# Kitty scratching sides of litter box & litter recommendations



## Gigi009 (Dec 29, 2015)

Hi all  Diego has started to scratch at the sides of litter box (I tried leaving the lid off and that didn't help). 

I think it's bc he doesn't like the litter between his little toe beans. He's currently using World's Best. Worlds best leaves his poor little feet all white and dusty since he's black. For some reason, I don't think WB is very effective on odor either. 

He was previously on Blue's walnut litter but he didn't like that either lol. He seems to prefer clay litter but I refuse to use it.

I noticed his paws are slightly peeling has anyone seen this before? We have tile floors and he's strictly indoor. 

He's going to the vet Thursday to have stitches removed, I'll probably ask about his toes beans aka toe pads  

What litter do you guys like and why? 

I have two litter boxes in the house for (7 months) Diego and the 8 week old kittens. I clean it 2/3 times a day just bc I don't want any poop paws since they are all kittens lol.


----------



## LakotaWolf (Aug 10, 2012)

I use only clay litter - Dr. Elsey's Precious Cat Ultra. I've used a lot of clay litters over my cat's 17 years, and the Precious Cat Ultra is the best I've ever seen. It clumps beautifully, does not stink, and has the least amount of dust. It's also unscented, which is 5,000 points in its favor in my opinion XD

What are your oppositions to clay litter? (not trying to be obnoxious, just curious) - I know it can be a concern for kittens because they may ingest it, but my feline-only vet told me that an adult cat cannot lick/groom enough litter out of their paws/fur to do any damage - when clay litter is ingested, there's enough moisture in the digestive tract to dissolve it completely - it will NOT clump up inside the cat and kill the cat. He said that is a myth, and I can't find any absolute proof/stories/etc on the internet that ingesting clay litter DOES kill cats - I've only found hearsay and the "my friend knew a person whose mom had a kitten that ate clay litter AND DIED" type stories. 

I've actually found more things against other types of litter than things against clay litter. Most protests against clay litter seem to be things like it's not biodegradable, flushable, or safe for the environment, or that it's strip-mined so it's horrible for the planet, or that it's dusty. However, from what I've read (again, not real facts, mostly just conjectures) I've read that corn/grain litters (like World's Best) can grow mold and aflatoxins when they get wet (you know.. like when a cat pees on them XD ) and that pine and other wood-type litters can still contain plant oils that are toxic to cats. 

Again, I don't have any studies to point to, just things I've heard, and my own preference to clay litter. If the World's Best is causing some sort of allergic reaction in Diego (or is maybe drying out his toebeans? or maybe he picked up an infection from the litter?) you may have to switch to a clay litter eventually.


----------



## Blackphoenix4 (Dec 26, 2015)

Hi Gigi! 
The peeling of the paw pads happened to my cat too. 
Before having the kitten I was using the crystal type one and I noticed the problem that you've mentioned. My vet said that it probably was the litter that caused this.

I switched litter now that I have the kitten, and I use a clumping one called SaniCat. It's not dusty, very easy to scoop and blocks odors very well. The only downside is that when they exit their litter box, a bit of it is scattered on the floor and I need to vacuum more than I did in the past. 
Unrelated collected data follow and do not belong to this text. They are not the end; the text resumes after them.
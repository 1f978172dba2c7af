// Copyright 2025 KarmaChain (https://github.com/karmachain)
//
// This program is free software: you can redistribute it and/or modify
// it under the terms of the GNU Affero General Public License as published by
// the Free Software Foundation, either version 3 of the License, or
// (at your option) any later version.
//
// This program is distributed in the hope that it will be useful,
// but WITHOUT ANY WARRANTY; without even the implied warranty of
// MERCHANTABILITY or FITNESS FOR A PARTICULAR PURPOSE. See the
// GNU Affero General Public License for more details.
//
// You should have received a copy of the GNU Affero General Public License
// along with this program. If not, see <https://www.gnu.org/licenses/>.

//! Action recommendations
//!
//! Ranks candidate action types by their marginal effect on the projected
//! cumulative karma, holding the user's history fixed. Candidates come
//! from the trained weight table, so an empty table yields no
//! recommendations rather than an error.

use crate::projector::{axis_for_action, AgamiPrediction, ProjectionInputs, TrajectoryProjector};
use crate::weights::StateBand;
use serde::{Deserialize, Serialize};
use std::cmp::Ordering;

/// One ranked suggestion.
#[derive(Debug, Clone, PartialEq, Serialize, Deserialize)]
pub struct Recommendation {
    pub action_type: String,
    pub expected_gain: f64,
    pub rationale: String,
}

/// Derives ranked action suggestions from a projection.
pub struct RecommendationEngine {
    top_n: usize,
}

impl Default for RecommendationEngine {
    fn default() -> Self {
        Self { top_n: 3 }
    }
}

impl RecommendationEngine {
    pub fn new(top_n: usize) -> Self {
        Self { top_n }
    }

    /// Rank every trained action type by the cumulative karma gained if
    /// the user committed fully to it over the horizon, relative to the
    /// baseline trajectory. Descending by gain, lexical on ties.
    pub fn recommend(
        &self,
        projector: &TrajectoryProjector,
        inputs: &ProjectionInputs,
        prediction: &AgamiPrediction,
    ) -> Vec<Recommendation> {
        let context = inputs.context_key.as_deref();
        let band = StateBand::from_karma(inputs.current_karma);
        let baseline = prediction.deltas.first().copied().unwrap_or(0.0);

        let table = projector.weights().table();
        let mut ranked: Vec<Recommendation> = table
            .trained_actions()
            .into_iter()
            .map(|action| {
                let q = projector.weights().value(band, action);
                let axis = axis_for_action(action);
                let candidate_delta = q * projector.weights().effective_weight(context, axis);
                let expected_gain =
                    f64::from(prediction.horizon) * (candidate_delta - baseline);
                Recommendation {
                    action_type: action.to_string(),
                    expected_gain,
                    rationale: rationale_for(action, axis.as_str(), expected_gain),
                }
            })
            .collect();

        ranked.sort_by(|a, b| {
            b.expected_gain
                .partial_cmp(&a.expected_gain)
                .unwrap_or(Ordering::Equal)
                .then_with(|| a.action_type.cmp(&b.action_type))
        });
        ranked.truncate(self.top_n);
        ranked
    }
}

fn rationale_for(action: &str, axis: &str, gain: f64) -> String {
    if gain > 0.0 {
        format!(
            "Committing to {} would strengthen the {} axis and raise projected karma by {:.1} over the horizon",
            action, axis, gain
        )
    } else {
        format!(
            "{} offers no improvement over the current trajectory on the {} axis",
            action, axis
        )
    }
}
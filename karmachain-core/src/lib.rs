// Copyright 2025 KarmaChain (https://github.com/karmachain)
//
// This program is free software: you can redistribute it and/or modify
// it under the terms of the GNU Affero General Public License as published by
// the Free Software Foundation, either version 3 of the License, or
// (at your option) any later version.
//
// This program is distributed in the hope that it will be useful,
// but WITHOUT ANY WARRANTY; without even the implied warranty of
// MERCHANTABILITY or FITNESS FOR A PARTICULAR PURPOSE. See the
// GNU Affero General Public License for more details.
//
// You should have received a copy of the GNU Affero General Public License
// along with this program. If not, see <https://www.gnu.org/licenses/>.

//! KarmaChain Core
//!
//! Fundamental data structures for the karmic obligation ledger:
//! relationship records, lifecycle transitions, action events, the
//! relationship store adapter, and configuration.

pub mod action;
pub mod config;
pub mod error;
pub mod lifecycle;
pub mod relationship;
pub mod store;

pub use action::{ActionEvent, KarmaEvent, SourceModule};
pub use config::{
    BaseWeights, BridgeConfig, ConfidencePenalties, GraphConfig, KarmaChainConfig,
    PredictionConfig,
};
pub use error::{KarmaError, KarmaResult};
pub use lifecycle::RelationshipEvent;
pub use relationship::{
    Relationship, RelationshipStatus, RepaymentEntry, Severity, REPAYMENT_EPSILON,
};
pub use store::{InMemoryStore, RelationshipStore, Scope};
// Copyright 2025 KarmaChain (https://github.com/karmachain)
//
// This program is free software: you can redistribute it and/or modify
// it under the terms of the GNU Affero General Public License as published by
// the Free Software Foundation, either version 3 of the License, or
// (at your option) any later version.
//
// This program is distributed in the hope that it will be useful,
// but WITHOUT ANY WARRANTY; without even the implied warranty of
// MERCHANTABILITY or FITNESS FOR A PARTICULAR PURPOSE. See the
// GNU Affero General Public License for more details.
//
// You should have received a copy of the GNU Affero General Public License
// along with this program. If not, see <https://www.gnu.org/licenses/>.

//! End-to-end flows through the composed service: debt lifecycle, network
//! analysis, Agami prediction, normalization, and the repay/transfer race.

use karmachain_agami::{StateBand, WeightEntry, WeightTable};
use karmachain_core::{
    InMemoryStore, KarmaChainConfig, RelationshipStatus, Scope, Severity, SourceModule,
};
use karmachain_graph::NetworkSummary;
use karmachain_service::{
    CreateDebtRequest, Direction, KarmaChainService, NormalizeRequest, PredictRequest,
    RepayRequest, ServiceError, TransferRequest,
};
use std::sync::Arc;

fn service() -> KarmaChainService {
    let mut config = KarmaChainConfig::default();
    config.bridge.enabled = false;
    KarmaChainService::new(config, Arc::new(InMemoryStore::new())).unwrap()
}

fn debt(debtor: &str, receiver: &str, amount: f64, action: &str) -> CreateDebtRequest {
    CreateDebtRequest {
        debtor_id: debtor.to_string(),
        receiver_id: receiver.to_string(),
        amount,
        severity: Severity::Moderate,
        action_type: action.to_string(),
    }
}

#[tokio::test]
async fn test_debt_lifecycle_end_to_end() {
    let svc = service();

    let rel = svc.create_debt(&debt("arjuna", "karna", 100.0, "trade")).await.unwrap();
    assert_eq!(rel.status, RelationshipStatus::Active);

    let rel = svc
        .repay_debt(&RepayRequest {
            relationship_id: rel.relationship_id,
            amount: 40.0,
        })
        .await
        .unwrap();
    assert_eq!(rel.status, RelationshipStatus::PartiallyRepaid);
    assert!((rel.amount_outstanding() - 60.0).abs() < 1e-9);

    let rel = svc
        .repay_debt(&RepayRequest {
            relationship_id: rel.relationship_id,
            amount: 60.0,
        })
        .await
        .unwrap();
    assert_eq!(rel.status, RelationshipStatus::Repaid);
    assert_eq!(rel.amount_outstanding(), 0.0);

    // Terminal edges reject further mutation.
    let err = svc
        .repay_debt(&RepayRequest {
            relationship_id: rel.relationship_id,
            amount: 1.0,
        })
        .await;
    assert!(matches!(err, Err(ServiceError::InvalidTransition(_))));
}

#[tokio::test]
async fn test_transfer_preserves_outstanding() {
    let svc = service();

    let rel = svc.create_debt(&debt("arjuna", "karna", 80.0, "trade")).await.unwrap();
    svc.repay_debt(&RepayRequest {
        relationship_id: rel.relationship_id,
        amount: 30.0,
    })
    .await
    .unwrap();

    let successor = svc
        .transfer_debt(&TransferRequest {
            relationship_id: rel.relationship_id,
            new_debtor: "bhima".to_string(),
        })
        .await
        .unwrap();

    assert_eq!(successor.debtor_id, "bhima");
    assert!((successor.amount_outstanding() - 50.0).abs() < 1e-9);
    assert_eq!(successor.transfer_chain, vec!["arjuna".to_string()]);

    let old = svc.relationship(rel.relationship_id).await.unwrap();
    assert_eq!(old.status, RelationshipStatus::Transferred);

    let bhima_debts = svc.list_relationships("bhima", Direction::Debts).await.unwrap();
    assert_eq!(bhima_debts.len(), 1);
}

#[tokio::test]
async fn test_network_summary_round_trip() {
    let svc = service();

    // Two tight triads joined by nothing.
    for (a, b) in [
        ("arjuna", "karna"),
        ("karna", "bhima"),
        ("bhima", "arjuna"),
        ("drona", "kripa"),
        ("kripa", "vidura"),
        ("vidura", "drona"),
    ] {
        svc.create_debt(&debt(a, b, 10.0, "trade")).await.unwrap();
    }

    let summary = svc.network_summary(&Scope::All).await.unwrap();
    assert_eq!(summary.node_count, 6);
    assert_eq!(summary.edge_count, 6);
    assert_eq!(summary.community_count, 2);
    assert!(summary.modularity > 0.0);

    let exported = summary.to_json().unwrap();
    let imported = NetworkSummary::from_json(&exported).unwrap();
    assert_eq!(imported.communities, summary.communities);
    assert_eq!(imported.modularity.to_bits(), summary.modularity.to_bits());
    for (a, b) in imported.node_metrics.iter().zip(&summary.node_metrics) {
        assert_eq!(a.centrality.to_bits(), b.centrality.to_bits());
    }
}

#[tokio::test]
async fn test_prediction_flow_with_context() {
    let svc = service();
    svc.reload_weight_table(WeightTable::from_entries(vec![
        WeightEntry {
            band: StateBand::Neutral,
            action_type: "donation".to_string(),
            value: 2.0,
        },
        WeightEntry {
            band: StateBand::Neutral,
            action_type: "trade".to_string(),
            value: 1.0,
        },
    ]));

    svc.create_debt(&debt("karna", "arjuna", 30.0, "donation")).await.unwrap();
    svc.create_debt(&debt("bhima", "arjuna", 10.0, "trade")).await.unwrap();

    let prediction = svc
        .predict_agami(&PredictRequest {
            user_id: "arjuna".to_string(),
            context_key: None,
            horizon: None,
        })
        .await
        .unwrap();

    assert_eq!(prediction.horizon, 30);
    assert!(prediction.confidence > 0.0 && prediction.confidence <= 1.0);
    assert!(prediction.projected_karma > 40.0);
    assert!(!prediction.predicted_role.is_empty());
    assert!(!prediction.recommendations.is_empty());

    // A boosted dharma context raises the projection.
    svc.set_context_weights(
        "gurukul_teacher",
        karmachain_agami::ContextMultipliers {
            dharma: 2.0,
            ..Default::default()
        },
    )
    .unwrap();

    let boosted = svc
        .predict_agami(&PredictRequest {
            user_id: "arjuna".to_string(),
            context_key: Some("gurukul_teacher".to_string()),
            horizon: None,
        })
        .await
        .unwrap();
    assert!(boosted.projected_karma >= prediction.projected_karma);
}

#[tokio::test]
async fn test_normalization_feeds_ledger() {
    let svc = service();

    let states = svc
        .normalize_state_batch(&[
            NormalizeRequest {
                user_id: "arjuna".to_string(),
                module: SourceModule::Game,
                action_type: "quest_complete".to_string(),
                raw_value: 5.0,
            },
            NormalizeRequest {
                user_id: "arjuna".to_string(),
                module: SourceModule::Gurukul,
                action_type: "lesson_complete".to_string(),
                raw_value: 5.0,
            },
        ])
        .await
        .unwrap();

    assert!((states[0].feedback_value - 6.0).abs() < 1e-12);
    assert!((states[1].feedback_value - 6.5).abs() < 1e-12);
}

#[tokio::test]
async fn test_context_weights_loaded_from_configured_path() {
    let mut file = tempfile::NamedTempFile::new().unwrap();
    std::io::Write::write_all(
        &mut file,
        br#"{
            "context_weights": {
                "game_warrior": {"dharma": 1.0, "artha": 1.3, "kama": 1.1, "moksha": 0.8}
            },
            "default_behavior_weights": {"finance": 1.0, "game": 1.5, "gurukul": 1.3, "insight": 1.1}
        }"#,
    )
    .unwrap();

    let mut config = KarmaChainConfig::default();
    config.bridge.enabled = false;
    config.context_weights_path = Some(file.path().to_path_buf());
    let svc = KarmaChainService::new(config, Arc::new(InMemoryStore::new())).unwrap();

    let entry = svc.context_weights("game_warrior").unwrap();
    assert_eq!(entry.artha, 1.3);

    let state = svc
        .normalize_state(&NormalizeRequest {
            user_id: "arjuna".to_string(),
            module: SourceModule::Game,
            action_type: "duel_won".to_string(),
            raw_value: 2.0,
        })
        .await
        .unwrap();
    assert!((state.feedback_value - 3.0).abs() < 1e-12);

    svc.reload_context_weights().unwrap();
    assert!(svc.context_weights("game_warrior").is_some());
}

#[tokio::test]
async fn test_concurrent_repay_and_transfer_race() {
    let svc = Arc::new(service());
    let rel = svc.create_debt(&debt("arjuna", "karna", 50.0, "trade")).await.unwrap();
    let id = rel.relationship_id;

    let repay = {
        let svc = Arc::clone(&svc);
        tokio::spawn(async move {
            svc.repay_debt(&RepayRequest {
                relationship_id: id,
                amount: 50.0,
            })
            .await
        })
    };
    let transfer = {
        let svc = Arc::clone(&svc);
        tokio::spawn(async move {
            svc.transfer_debt(&TransferRequest {
                relationship_id: id,
                new_debtor: "bhima".to_string(),
            })
            .await
        })
    };

    let repay = repay.await.unwrap();
    let transfer = transfer.await.unwrap();

    // Exactly one mutation wins; the loser sees a terminal-state rejection.
    assert!(
        repay.is_ok() ^ transfer.is_ok(),
        "repay: {:?}, transfer: {:?}",
        repay.as_ref().map(|r| r.status),
        transfer.as_ref().map(|r| r.status)
    );

    let final_state = svc.relationship(id).await.unwrap();
    assert!(final_state.status.is_terminal());
}
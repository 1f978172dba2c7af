// Copyright 2025 KarmaChain (https://github.com/karmachain)
//
// This program is free software: you can redistribute it and/or modify
// it under the terms of the GNU Affero General Public License as published by
// the Free Software Foundation, either version 3 of the License, or
// (at your option) any later version.
//
// This program is distributed in the hope that it will be useful,
// but WITHOUT ANY WARRANTY; without even the implied warranty of
// MERCHANTABILITY or FITNESS FOR A PARTICULAR PURPOSE. See the
// GNU Affero General Public License for more details.
//
// You should have received a copy of the GNU Affero General Public License
// along with this program. If not, see <https://www.gnu.org/licenses/>.

//! Network summarizer
//!
//! Composes metrics and community output into a single report with
//! rule-based recommendations. Deterministic given identical graph input:
//! no timestamps, no randomized tie-breaking, ordered collections only.
//!
//! Exports: JSON (loss-tolerant, re-importable) and TOML.

use crate::community::CommunityPartition;
use crate::error::GraphResult;
use crate::metrics::{NetworkMetrics, NodeMetrics, PatternDistributions};
use serde::{Deserialize, Serialize};
use std::collections::BTreeMap;

/// Highest-centrality nodes in the scope.
#[derive(Debug, Clone, PartialEq, Serialize, Deserialize)]
pub struct TopNode {
    pub user_id: String,
    pub centrality: f64,
    pub weighted_debt_in: f64,
    pub weighted_debt_out: f64,
}

/// Composed network analysis report.
#[derive(Debug, Clone, PartialEq, Serialize, Deserialize)]
pub struct NetworkSummary {
    pub scope: String,
    pub node_count: usize,
    pub edge_count: usize,
    pub converged: bool,
    pub community_count: u32,
    pub largest_community_size: usize,
    pub modularity: f64,
    #[serde(default, skip_serializing_if = "Option::is_none")]
    pub dominant_severity: Option<String>,
    #[serde(default, skip_serializing_if = "Option::is_none")]
    pub dominant_action_type: Option<String>,
    pub recommendations: Vec<String>,
    /// User id -> cluster id for this computation
    pub communities: BTreeMap<String, u32>,
    pub patterns: PatternDistributions,
    pub top_nodes: Vec<TopNode>,
    pub node_metrics: Vec<NodeMetrics>,
}

impl NetworkSummary {
    /// Export as JSON. Loss-tolerant: `from_json` reproduces cluster
    /// memberships and metric values exactly.
    pub fn to_json(&self) -> GraphResult<String> {
        Ok(serde_json::to_string_pretty(self)?)
    }

    pub fn from_json(raw: &str) -> GraphResult<Self> {
        Ok(serde_json::from_str(raw)?)
    }

    /// Export as TOML.
    pub fn to_toml(&self) -> GraphResult<String> {
        Ok(toml::to_string(self)?)
    }
}

/// Composes `NetworkMetrics` + `CommunityPartition` into a report.
#[derive(Debug, Clone)]
pub struct NetworkSummarizer {
    /// Number of highest-centrality nodes to surface
    pub top_k: usize,
}

impl Default for NetworkSummarizer {
    fn default() -> Self {
        Self { top_k: 5 }
    }
}

impl NetworkSummarizer {
    pub fn new(top_k: usize) -> Self {
        Self { top_k }
    }

    pub fn summarize(
        &self,
        scope: impl Into<String>,
        metrics: &NetworkMetrics,
        partition: &CommunityPartition,
    ) -> NetworkSummary {
        let mut ranked: Vec<&NodeMetrics> = metrics.nodes.iter().collect();
        ranked.sort_by(|a, b| {
            b.centrality
                .partial_cmp(&a.centrality)
                .unwrap_or(std::cmp::Ordering::Equal)
                .then_with(|| a.user_id.cmp(&b.user_id))
        });

        let top_nodes: Vec<TopNode> = ranked
            .iter()
            .take(self.top_k)
            .map(|n| TopNode {
                user_id: n.user_id.clone(),
                centrality: n.centrality,
                weighted_debt_in: n.weighted_debt_in,
                weighted_debt_out: n.weighted_debt_out,
            })
            .collect();

        // Each edge is counted exactly once at its source node.
        let edge_count = metrics.nodes.iter().map(|n| n.out_degree).sum();

        let recommendations = derive_recommendations(metrics, partition);

        NetworkSummary {
            scope: scope.into(),
            node_count: metrics.nodes.len(),
            edge_count,
            top_nodes,
            dominant_severity: dominant(&metrics.patterns.severity),
            dominant_action_type: dominant(&metrics.patterns.action_type),
            patterns: metrics.patterns.clone(),
            node_metrics: metrics.nodes.clone(),
            converged: metrics.converged,
            community_count: partition.cluster_count,
            largest_community_size: partition.largest_cluster_size(),
            modularity: partition.modularity,
            communities: partition.assignments.clone(),
            recommendations,
        }
    }

    /// Well-formed empty report for a scope with no relationships.
    pub fn empty(&self, scope: impl Into<String>) -> NetworkSummary {
        NetworkSummary {
            scope: scope.into(),
            node_count: 0,
            edge_count: 0,
            top_nodes: Vec::new(),
            dominant_severity: None,
            dominant_action_type: None,
            patterns: PatternDistributions::default(),
            node_metrics: Vec::new(),
            converged: true,
            community_count: 0,
            largest_community_size: 0,
            modularity: 0.0,
            communities: BTreeMap::new(),
            recommendations: vec!["No relationships in scope yet.".to_string()],
        }
    }
}

/// Highest-probability key; ties resolve to the lexically first key.
fn dominant(distribution: &BTreeMap<String, f64>) -> Option<String> {
    distribution
        .iter()
        .max_by(|a, b| {
            a.1.partial_cmp(b.1)
                .unwrap_or(std::cmp::Ordering::Equal)
                .then_with(|| b.0.cmp(a.0))
        })
        .map(|(k, _)| k.clone())
}

fn derive_recommendations(
    metrics: &NetworkMetrics,
    partition: &CommunityPartition,
) -> Vec<String> {
    let mut recommendations = Vec::new();

    let total_outstanding: f64 = metrics.nodes.iter().map(|n| n.weighted_debt_out).sum();
    if total_outstanding > 0.0 {
        if let Some(heaviest) = metrics.nodes.iter().max_by(|a, b| {
            a.weighted_debt_out
                .partial_cmp(&b.weighted_debt_out)
                .unwrap_or(std::cmp::Ordering::Equal)
                .then_with(|| b.user_id.cmp(&a.user_id))
        }) {
            let share = heaviest.weighted_debt_out / total_outstanding;
            if share > 0.5 {
                recommendations.push(format!(
                    "High out-debt concentration: '{}' carries {:.0}% of outstanding debt. \
                     Encourage staged repayments or a transfer to spread the load.",
                    heaviest.user_id,
                    share * 100.0
                ));
            }
        }
    }

    if partition.cluster_count > 1 && partition.modularity < 0.1 {
        recommendations.push(format!(
            "Communities are weakly separated (modularity {:.3}); cross-cluster \
             obligations dominate. Cluster boundaries may not be meaningful.",
            partition.modularity
        ));
    }

    if !metrics.converged {
        recommendations.push(
            "Centrality iteration hit its cap before converging; treat rankings as indicative."
                .to_string(),
        );
    }

    if recommendations.is_empty() {
        recommendations.push("Network within normal bounds; no mitigations suggested.".to_string());
    }

    recommendations
}

#[cfg(test)]
mod tests {
    use super::*;
    use crate::builder::GraphBuilder;
    use crate::community::CommunityDetector;
    use crate::metrics::MetricsEngine;
    use karmachain_core::relationship::{Relationship, Severity};
    use karmachain_core::store::Scope;

    fn summary_for(records: &[Relationship]) -> NetworkSummary {
        let graph = GraphBuilder::default().build(&Scope::All, records).unwrap();
        let metrics = MetricsEngine::default().compute(&graph);
        let partition = CommunityDetector::default().detect(&graph).unwrap();
        NetworkSummarizer::default().summarize("all", &metrics, &partition)
    }

    fn rel(debtor: &str, receiver: &str, amount: f64, severity: Severity) -> Relationship {
        Relationship::new(debtor, receiver, amount, severity, "favor").unwrap()
    }

    fn sample_records() -> Vec<Relationship> {
        vec![
            rel("a", "b", 50.0, Severity::Severe),
            rel("a", "c", 40.0, Severity::Severe),
            rel("b", "c", 5.0, Severity::Minor),
            rel("c", "d", 5.0, Severity::Minor),
        ]
    }

    #[test]
    fn test_summary_shape() {
        let summary = summary_for(&sample_records());

        assert_eq!(summary.node_count, 4);
        assert_eq!(summary.edge_count, 4);
        assert_eq!(summary.dominant_severity.as_deref(), Some("minor"));
        assert_eq!(summary.dominant_action_type.as_deref(), Some("favor"));
        assert!(!summary.top_nodes.is_empty());
        assert_eq!(summary.communities.len(), 4);
    }

    #[test]
    fn test_out_debt_concentration_triggers_recommendation() {
        let summary = summary_for(&sample_records());
        assert!(
            summary
                .recommendations
                .iter()
                .any(|r| r.contains("High out-debt concentration: 'a'")),
            "recommendations: {:?}",
            summary.recommendations
        );
    }

    #[test]
    fn test_json_round_trip_is_lossless() {
        let summary = summary_for(&sample_records());
        let raw = summary.to_json().unwrap();
        let back = NetworkSummary::from_json(&raw).unwrap();

        assert_eq!(back.communities, summary.communities);
        assert_eq!(back.modularity.to_bits(), summary.modularity.to_bits());
        for (a, b) in back.node_metrics.iter().zip(&summary.node_metrics) {
            assert_eq!(a.centrality.to_bits(), b.centrality.to_bits());
            assert_eq!(a.weighted_debt_out.to_bits(), b.weighted_debt_out.to_bits());
        }
        assert_eq!(back, summary);
    }

    #[test]
    fn test_toml_export_parses() {
        let summary = summary_for(&sample_records());
        let raw = summary.to_toml().unwrap();
        assert!(raw.contains("node_count = 4"));
    }

    #[test]
    fn test_empty_summary_is_well_formed() {
        let summary = NetworkSummarizer::default().empty("user:nobody");
        assert_eq!(summary.node_count, 0);
        assert_eq!(summary.community_count, 0);
        assert_eq!(summary.modularity, 0.0);
        assert!(!summary.recommendations.is_empty());
    }

    #[test]
    fn test_summary_deterministic() {
        let records = sample_records();
        assert_eq!(summary_for(&records), summary_for(&records));
    }
}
It gets stuck between their "toe beans" but they can easily lick it off with no problems.


----------



## spirite (Jul 31, 2012)

Just a quick word about the scratching at the sides of the litter box: my cat does that too, and my cat who passed away did it on occasion as well. I've never figured out exactly why, but I don't think it has anything to do with litter in their little toes. Scratching the sides of the litter box seems to be just as instinctive as scratching on the ground. She just doesn't seem to get that there's no material there that will help cover...It might be that she feels there isn't enough litter under her paws, so she scratches elsewhere. Maybe that's what Diego's doing too. If so, you could try putting more litter in the box, so that the level is very deep, or providing a bigger box?


----------



## Adelea (Dec 20, 2015)

Abigail does this too.

She always goes in the far far corner of the box, and then does a full circle pulling litter in to bury - so she just scratches on the tray where there is no litter beyond it.

I never gave it a second thought to be honest!


----------



## Gigi009 (Dec 29, 2015)

My only concern was clay litter was because we have two 7.5/8 week old kittens- we got them at 4 weeks and I switched everyone's litter  now that the girls are getting bigger I don't mind switching back to clay although I didn't like the clay but that's probably because I was using Tidy Cats. 

I'm not against going back to clay litter at all. Im going to check out Dr.Elseys. 

I also think I want to get him a bigger box !especislly since his sisters try to climb in with him. I'll have the vet check out his little paw tomorrow- I'm getting rid of the litter today for sure it just isn't cutting it for me. 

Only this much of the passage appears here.